DIRECTIONS ->
This exercise calls for copying every line below that holds the word "Clone".

Saved entries ->

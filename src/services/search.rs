//! Full-text search over commits and pull requests, scoped to a single
//! repository.

use crate::client::GitHubClient;
use crate::errors::GitHubResult;
use crate::pagination::SearchResults;
use crate::types::{Commit, PullRequest};
use futures::future::join_all;
use serde::{Deserialize, Serialize};

/// Search query parameters.
#[derive(Debug, Clone, Serialize)]
struct SearchParams {
    q: String,
    per_page: u32,
}

/// Issue-shaped search hit; the PR search only needs the number to hydrate
/// full detail.
#[derive(Debug, Clone, Deserialize)]
pub struct IssueSearchItem {
    /// Issue or pull request number.
    pub number: u64,
    /// Title.
    pub title: String,
    /// HTML URL.
    pub html_url: String,
}

/// Service for search operations.
pub struct SearchService<'a> {
    client: &'a GitHubClient,
}

impl<'a> SearchService<'a> {
    /// Creates a new search service.
    pub fn new(client: &'a GitHubClient) -> Self {
        Self { client }
    }

    /// Searches commits in a repository.
    pub async fn commits(
        &self,
        owner: &str,
        repo: &str,
        query: &str,
    ) -> GitHubResult<SearchResults<Commit>> {
        let params = SearchParams {
            q: format!("{} repo:{}/{}", query, owner, repo),
            per_page: 30,
        };
        self.client.get_with_params("/search/commits", &params).await
    }

    /// Searches pull requests in a repository.
    ///
    /// Search hits are issue-shaped, so each hit is hydrated with a
    /// follow-up pull-request fetch; hits whose follow-up fails are dropped
    /// rather than failing the whole search.
    pub async fn pull_requests(
        &self,
        owner: &str,
        repo: &str,
        query: &str,
    ) -> GitHubResult<Vec<PullRequest>> {
        let params = SearchParams {
            q: format!("{} repo:{}/{} is:pr", query, owner, repo),
            per_page: 30,
        };
        let results: SearchResults<IssueSearchItem> =
            self.client.get_with_params("/search/issues", &params).await?;

        let pulls = self.client.pull_requests();
        let fetches = results
            .items
            .iter()
            .map(|item| pulls.get(owner, repo, item.number));

        Ok(join_all(fetches)
            .await
            .into_iter()
            .filter_map(|result| match result {
                Ok(pr) => Some(pr),
                Err(e) => {
                    tracing::debug!(error = %e, "dropping search hit that failed to hydrate");
                    None
                }
            })
            .collect())
    }
}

RESULT OF THIS TASK ->
#[derive(Debug, Clone, Serialize)]
#[derive(Debug, Clone, Deserialize)]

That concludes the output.